Every line that appears in the listing is to be set down verbatim.

* **Exercise data**
--- START ---
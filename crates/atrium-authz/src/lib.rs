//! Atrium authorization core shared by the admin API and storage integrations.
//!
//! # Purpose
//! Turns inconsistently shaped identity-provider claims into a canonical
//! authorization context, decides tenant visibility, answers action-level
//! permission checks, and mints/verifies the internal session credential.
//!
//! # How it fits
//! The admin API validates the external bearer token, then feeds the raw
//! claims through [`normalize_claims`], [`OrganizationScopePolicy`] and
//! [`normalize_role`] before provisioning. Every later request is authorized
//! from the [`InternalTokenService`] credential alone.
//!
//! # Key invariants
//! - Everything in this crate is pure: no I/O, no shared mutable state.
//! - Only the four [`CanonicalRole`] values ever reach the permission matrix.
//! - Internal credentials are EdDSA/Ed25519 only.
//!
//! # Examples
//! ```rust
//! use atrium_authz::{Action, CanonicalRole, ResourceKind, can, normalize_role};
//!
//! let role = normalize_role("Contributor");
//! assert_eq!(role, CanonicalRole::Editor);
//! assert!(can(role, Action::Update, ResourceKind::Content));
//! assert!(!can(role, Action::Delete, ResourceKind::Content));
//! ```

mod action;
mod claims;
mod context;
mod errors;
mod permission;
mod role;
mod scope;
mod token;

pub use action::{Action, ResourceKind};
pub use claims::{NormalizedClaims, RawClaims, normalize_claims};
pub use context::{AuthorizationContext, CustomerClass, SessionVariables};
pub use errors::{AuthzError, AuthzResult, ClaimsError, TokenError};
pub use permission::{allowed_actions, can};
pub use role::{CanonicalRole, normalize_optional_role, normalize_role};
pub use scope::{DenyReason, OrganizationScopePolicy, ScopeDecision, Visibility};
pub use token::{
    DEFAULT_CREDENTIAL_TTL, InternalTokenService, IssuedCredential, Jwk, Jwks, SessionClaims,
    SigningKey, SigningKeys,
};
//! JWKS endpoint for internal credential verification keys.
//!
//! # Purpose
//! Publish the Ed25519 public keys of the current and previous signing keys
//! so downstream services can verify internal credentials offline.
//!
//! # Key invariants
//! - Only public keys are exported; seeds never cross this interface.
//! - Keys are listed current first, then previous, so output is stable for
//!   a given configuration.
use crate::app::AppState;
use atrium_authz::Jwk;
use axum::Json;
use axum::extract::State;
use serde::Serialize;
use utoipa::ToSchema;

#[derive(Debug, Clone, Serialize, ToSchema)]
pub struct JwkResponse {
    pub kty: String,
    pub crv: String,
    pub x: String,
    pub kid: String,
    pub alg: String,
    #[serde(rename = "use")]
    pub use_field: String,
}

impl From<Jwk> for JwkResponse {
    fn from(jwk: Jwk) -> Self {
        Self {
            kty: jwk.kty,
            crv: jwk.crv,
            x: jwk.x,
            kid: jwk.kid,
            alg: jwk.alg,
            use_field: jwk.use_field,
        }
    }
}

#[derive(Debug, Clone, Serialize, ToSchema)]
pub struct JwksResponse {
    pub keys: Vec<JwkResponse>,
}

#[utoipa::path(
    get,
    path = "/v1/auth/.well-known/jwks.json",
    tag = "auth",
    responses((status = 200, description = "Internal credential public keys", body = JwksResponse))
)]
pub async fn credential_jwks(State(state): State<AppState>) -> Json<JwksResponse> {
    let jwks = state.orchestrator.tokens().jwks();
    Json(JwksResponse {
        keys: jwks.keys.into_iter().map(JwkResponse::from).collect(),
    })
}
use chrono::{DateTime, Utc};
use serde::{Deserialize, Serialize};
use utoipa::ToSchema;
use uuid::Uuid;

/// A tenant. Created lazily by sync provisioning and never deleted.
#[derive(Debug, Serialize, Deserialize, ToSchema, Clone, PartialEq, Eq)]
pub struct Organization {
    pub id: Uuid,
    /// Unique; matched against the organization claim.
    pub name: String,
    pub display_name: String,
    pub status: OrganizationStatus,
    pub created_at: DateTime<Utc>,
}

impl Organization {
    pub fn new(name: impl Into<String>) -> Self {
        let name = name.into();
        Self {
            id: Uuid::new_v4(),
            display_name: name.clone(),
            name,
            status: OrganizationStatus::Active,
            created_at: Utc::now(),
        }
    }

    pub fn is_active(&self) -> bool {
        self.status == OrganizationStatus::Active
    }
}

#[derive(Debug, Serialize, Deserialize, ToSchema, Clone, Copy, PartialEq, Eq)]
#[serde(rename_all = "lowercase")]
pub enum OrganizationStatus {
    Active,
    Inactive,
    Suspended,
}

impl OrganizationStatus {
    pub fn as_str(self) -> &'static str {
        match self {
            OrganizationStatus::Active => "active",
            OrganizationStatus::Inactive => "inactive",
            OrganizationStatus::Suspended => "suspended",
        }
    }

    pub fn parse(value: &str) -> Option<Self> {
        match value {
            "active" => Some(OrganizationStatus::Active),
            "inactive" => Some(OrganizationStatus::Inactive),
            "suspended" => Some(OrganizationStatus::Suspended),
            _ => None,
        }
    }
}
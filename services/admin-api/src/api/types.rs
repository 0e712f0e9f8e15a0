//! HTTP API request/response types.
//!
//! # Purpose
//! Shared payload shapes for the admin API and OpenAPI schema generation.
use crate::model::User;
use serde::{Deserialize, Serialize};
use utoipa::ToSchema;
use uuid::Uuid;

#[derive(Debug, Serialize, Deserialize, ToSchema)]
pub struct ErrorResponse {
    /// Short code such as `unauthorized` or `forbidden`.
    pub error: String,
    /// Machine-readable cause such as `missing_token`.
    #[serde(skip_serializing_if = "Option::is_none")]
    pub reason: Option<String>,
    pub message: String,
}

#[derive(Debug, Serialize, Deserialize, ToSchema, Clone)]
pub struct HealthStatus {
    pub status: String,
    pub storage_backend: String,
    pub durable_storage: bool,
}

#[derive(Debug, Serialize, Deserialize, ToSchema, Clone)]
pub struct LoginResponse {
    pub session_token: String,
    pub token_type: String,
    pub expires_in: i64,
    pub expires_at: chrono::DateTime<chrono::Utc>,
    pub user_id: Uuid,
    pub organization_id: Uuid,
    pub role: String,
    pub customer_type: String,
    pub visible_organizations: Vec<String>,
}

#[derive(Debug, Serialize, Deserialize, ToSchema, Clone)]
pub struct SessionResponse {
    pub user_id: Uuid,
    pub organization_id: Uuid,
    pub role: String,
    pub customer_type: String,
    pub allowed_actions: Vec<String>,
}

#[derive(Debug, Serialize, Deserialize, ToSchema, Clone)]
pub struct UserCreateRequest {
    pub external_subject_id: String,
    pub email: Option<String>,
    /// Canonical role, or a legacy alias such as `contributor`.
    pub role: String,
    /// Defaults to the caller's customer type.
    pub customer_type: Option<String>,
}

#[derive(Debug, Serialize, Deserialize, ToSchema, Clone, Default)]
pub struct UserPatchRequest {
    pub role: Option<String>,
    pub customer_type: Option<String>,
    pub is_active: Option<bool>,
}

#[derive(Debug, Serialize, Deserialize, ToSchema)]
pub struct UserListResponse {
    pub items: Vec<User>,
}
--- END ---
* **The completed task**
filename crates/atrium-authz/src/lib.rs
//! Atrium authorization core shared by the admin API and storage integrations.
//!
//! # Purpose
//! Turns inconsistently shaped identity-provider claims into a canonical
//! authorization context, decides tenant visibility, answers action-level
//! permission checks, and mints/verifies the internal session credential.
//!
//! # How it fits
//! The admin API validates the external bearer token, then feeds the raw
//! claims through [`normalize_claims`], [`OrganizationScopePolicy`] and
//! [`normalize_role`] before provisioning. Every later request is authorized
//! from the [`InternalTokenService`] credential alone.
//!
//! # Key invariants
//! - Everything in this crate is pure: no I/O, no shared mutable state.
//! - Only the four [`CanonicalRole`] values ever reach the permission matrix.
//! - Internal credentials are EdDSA/Ed25519 only.
//!
//! # Examples
//! ```rust
//! use atrium_authz::{Action, CanonicalRole, ResourceKind, can, normalize_role};
//!
//! let role = normalize_role("Contributor");
//! assert_eq!(role, CanonicalRole::Editor);
//! assert!(can(role, Action::Update, ResourceKind::Content));
//! assert!(!can(role, Action::Delete, ResourceKind::Content));
//! ```

mod action;
mod claims;
mod context;
mod errors;
mod permission;
mod role;
mod scope;
mod token;

pub use action::{Action, ResourceKind};
pub use claims::{NormalizedClaims, RawClaims, normalize_claims};
pub use context::{AuthorizationContext, CustomerClass, SessionVariables};
pub use errors::{AuthzError, AuthzResult, ClaimsError, TokenError};
pub use permission::{allowed_actions, can};
pub use role::{CanonicalRole, normalize_optional_role, normalize_role};
pub use scope::{DenyReason, OrganizationScopePolicy, ScopeDecision, Visibility};
pub use token::{
    DEFAULT_CREDENTIAL_TTL, InternalTokenService, IssuedCredential, Jwk, Jwks, SessionClaims,
    SigningKey, SigningKeys,
};
//! JWKS endpoint for internal credential verification keys.
//!
//! # Purpose
//! Publish the Ed25519 public keys of the current and previous signing keys
//! so downstream services can verify internal credentials offline.
//!
//! # Key invariants
//! - Only public keys are exported; seeds never cross this interface.
//! - Keys are listed current first, then previous, so output is stable for
//!   a given configuration.
use crate::app::AppState;
use atrium_authz::Jwk;
use axum::Json;
use axum::extract::State;
use serde::Serialize;
use utoipa::ToSchema;

#[derive(Debug, Clone, Serialize, ToSchema)]
pub struct JwkResponse {
    pub kty: String,
    pub crv: String,
    pub x: String,
    pub kid: String,
    pub alg: String,
    #[serde(rename = "use")]
    pub use_field: String,
}

impl From<Jwk> for JwkResponse {
    fn from(jwk: Jwk) -> Self {
        Self {
            kty: jwk.kty,
            crv: jwk.crv,
            x: jwk.x,
            kid: jwk.kid,
            alg: jwk.alg,
            use_field: jwk.use_field,
        }
    }
}

#[derive(Debug, Clone, Serialize, ToSchema)]
pub struct JwksResponse {
    pub keys: Vec<JwkResponse>,
}

#[utoipa::path(
    get,
    path = "/v1/auth/.well-known/jwks.json",
    tag = "auth",
    responses((status = 200, description = "Internal credential public keys", body = JwksResponse))
)]
pub async fn credential_jwks(State(state): State<AppState>) -> Json<JwksResponse> {
    let jwks = state.orchestrator.tokens().jwks();
    Json(JwksResponse {
        keys: jwks.keys.into_iter().map(JwkResponse::from).collect(),
    })
}
use chrono::{DateTime, Utc};
use serde::{Deserialize, Serialize};
use utoipa::ToSchema;
use uuid::Uuid;

/// A tenant. Created lazily by sync provisioning and never deleted.
#[derive(Debug, Serialize, Deserialize, ToSchema, Clone, PartialEq, Eq)]
pub struct Organization {
    pub id: Uuid,
    /// Unique; matched against the organization claim.
    pub name: String,
    pub display_name: String,
    pub status: OrganizationStatus,
    pub created_at: DateTime<Utc>,
}

impl Organization {
    pub fn new(name: impl Into<String>) -> Self {
        let name = name.into();
        Self {
            id: Uuid::new_v4(),
            display_name: name.clone(),
            name,
            status: OrganizationStatus::Active,
            created_at: Utc::now(),
        }
    }

    pub fn is_active(&self) -> bool {
        self.status == OrganizationStatus::Active
    }
}

#[derive(Debug, Serialize, Deserialize, ToSchema, Clone, Copy, PartialEq, Eq)]
#[serde(rename_all = "lowercase")]
pub enum OrganizationStatus {
    Active,
    Inactive,
    Suspended,
}

impl OrganizationStatus {
    pub fn as_str(self) -> &'static str {
        match self {
            OrganizationStatus::Active => "active",
            OrganizationStatus::Inactive => "inactive",
            OrganizationStatus::Suspended => "suspended",
        }
    }

    pub fn parse(value: &str) -> Option<Self> {
        match value {
            "active" => Some(OrganizationStatus::Active),
            "inactive" => Some(OrganizationStatus::Inactive),
            "suspended" => Some(OrganizationStatus::Suspended),
            _ => None,
        }
    }
}
filename services/admin-api/src/api/types.rs
repository 0e712f0e9f8e15a0
//! HTTP API request/response types.
//!
//! # Purpose
//! Shared payload shapes for the admin API and OpenAPI schema generation.
use crate::model::User;
use serde::{Deserialize, Serialize};
use utoipa::ToSchema;
use uuid::Uuid;

#[derive(Debug, Serialize, Deserialize, ToSchema)]
pub struct ErrorResponse {
    /// Short code such as `unauthorized` or `forbidden`.
    pub error: String,
    /// Machine-readable cause such as `missing_token`.
    #[serde(skip_serializing_if = "Option::is_none")]
    pub reason: Option<String>,
    pub message: String,
}

#[derive(Debug, Serialize, Deserialize, ToSchema, Clone)]
pub struct HealthStatus {
    pub status: String,
    pub storage_backend: String,
    pub durable_storage: bool,
}

#[derive(Debug, Serialize, Deserialize, ToSchema, Clone)]
pub struct LoginResponse {
    pub session_token: String,
    pub token_type: String,
    pub expires_in: i64,
    pub expires_at: chrono::DateTime<chrono::Utc>,
    pub user_id: Uuid,
    pub organization_id: Uuid,
    pub role: String,
    pub customer_type: String,
    pub visible_organizations: Vec<String>,
}

#[derive(Debug, Serialize, Deserialize, ToSchema, Clone)]
pub struct SessionResponse {
    pub user_id: Uuid,
    pub organization_id: Uuid,
    pub role: String,
    pub customer_type: String,
    pub allowed_actions: Vec<String>,
}

#[derive(Debug, Serialize, Deserialize, ToSchema, Clone)]
pub struct UserCreateRequest {
    pub external_subject_id: String,
    pub email: Option<String>,
    /// Canonical role, or a legacy alias such as `contributor`.
    pub role: String,
    /// Defaults to the caller's customer type.
    pub customer_type: Option<String>,
}

#[derive(Debug, Serialize, Deserialize, ToSchema, Clone, Default)]
pub struct UserPatchRequest {
    pub role: Option<String>,
    pub customer_type: Option<String>,
    pub is_active: Option<bool>,
}

#[derive(Debug, Serialize, Deserialize, ToSchema)]
pub struct UserListResponse {
    pub items: Vec<User>,
}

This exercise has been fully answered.